• WORK INSTRUCTION: Please give the number of lines in the entries below that hold "CacheBuilder", with no other words.

• THE RECORDS:
________
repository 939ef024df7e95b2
// ==============================================
// TTL TESTS (integration)
// ==============================================
//
// Expiration as seen through the facade. Bucket-level sweeping is covered by
// unit tests in `store::expiration` and `store::sharded` with explicit clocks.

use std::sync::Arc;
use std::sync::atomic::{AtomicUsize, Ordering};
use std::thread;
use std::time::{Duration, Instant};

use sketchcache::prelude::*;
use sketchcache::store::BUCKET_WIDTH;

fn cache() -> Cache<u64, u64> {
    CacheBuilder::new(1_000, 100)
        .ignore_internal_cost(true)
        .ttl_tick_interval(Duration::from_millis(50))
        .build()
        .unwrap()
}

#[test]
fn entry_hits_until_deadline_then_misses_without_a_sweep() {
    let c = cache();
    c.set_with_ttl(&1, 10, 1, Duration::from_millis(300));
    c.wait();
    assert_eq!(c.get(&1).as_deref(), Some(&10));
    assert!(c.get_ttl(&1).unwrap() <= Duration::from_millis(300));

    thread::sleep(Duration::from_millis(400));
    assert!(c.get(&1).is_none());
    assert!(c.get_ttl(&1).is_none());
}

#[test]
fn zero_ttl_never_expires() {
    let c = cache();
    c.set_with_ttl(&1, 10, 1, Duration::ZERO);
    c.wait();
    assert_eq!(c.get_ttl(&1), Some(Duration::ZERO));
}

#[test]
fn resetting_without_ttl_clears_the_deadline() {
    let c = cache();
    c.set_with_ttl(&1, 10, 1, Duration::from_millis(200));
    c.wait();
    c.set(&1, 11, 1);
    c.wait();
    thread::sleep(Duration::from_millis(300));
    assert_eq!(c.get(&1).as_deref(), Some(&11));
    assert_eq!(c.get_ttl(&1), Some(Duration::ZERO));
}

#[test]
fn extending_ttl_keeps_entry_alive() {
    let c = cache();
    c.set_with_ttl(&1, 10, 1, Duration::from_millis(200));
    c.wait();
    c.set_with_ttl(&1, 10, 1, Duration::from_secs(60));
    c.wait();
    thread::sleep(Duration::from_millis(300));
    assert!(c.get(&1).is_some());
}

#[test]
#[ignore = "waits for a full expiration bucket to elapse"]
fn sweep_evicts_expired_entries() {
    let evicted = Arc::new(AtomicUsize::new(0));
    let counter = Arc::clone(&evicted);
    let c: Cache<u64, u64> = CacheBuilder::new(1_000, 100)
        .ignore_internal_cost(true)
        .ttl_tick_interval(Duration::from_millis(100))
        .metrics(true)
        .on_evict(move |_: &Item<u64>| {
            counter.fetch_add(1, Ordering::Relaxed);
        })
        .build()
        .unwrap();

    for key in 0..10u64 {
        c.set_with_ttl(&key, key, 1, Duration::from_secs(1));
    }
    c.set(&100, 100, 1);
    c.wait();

    let deadline = Instant::now() + BUCKET_WIDTH * 3;
    while evicted.load(Ordering::Relaxed) < 10 && Instant::now() < deadline {
        thread::sleep(Duration::from_millis(100));
    }
    assert_eq!(evicted.load(Ordering::Relaxed), 10);
    assert_eq!(c.len(), 1);
    assert_eq!(c.used_cost(), 1);
    assert_eq!(c.metrics().unwrap().get(MetricType::KeyEvict), 10);
    c.check_invariants().unwrap();
}
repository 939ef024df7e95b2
pub mod workload;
________
• YOUR RESPONSE: 2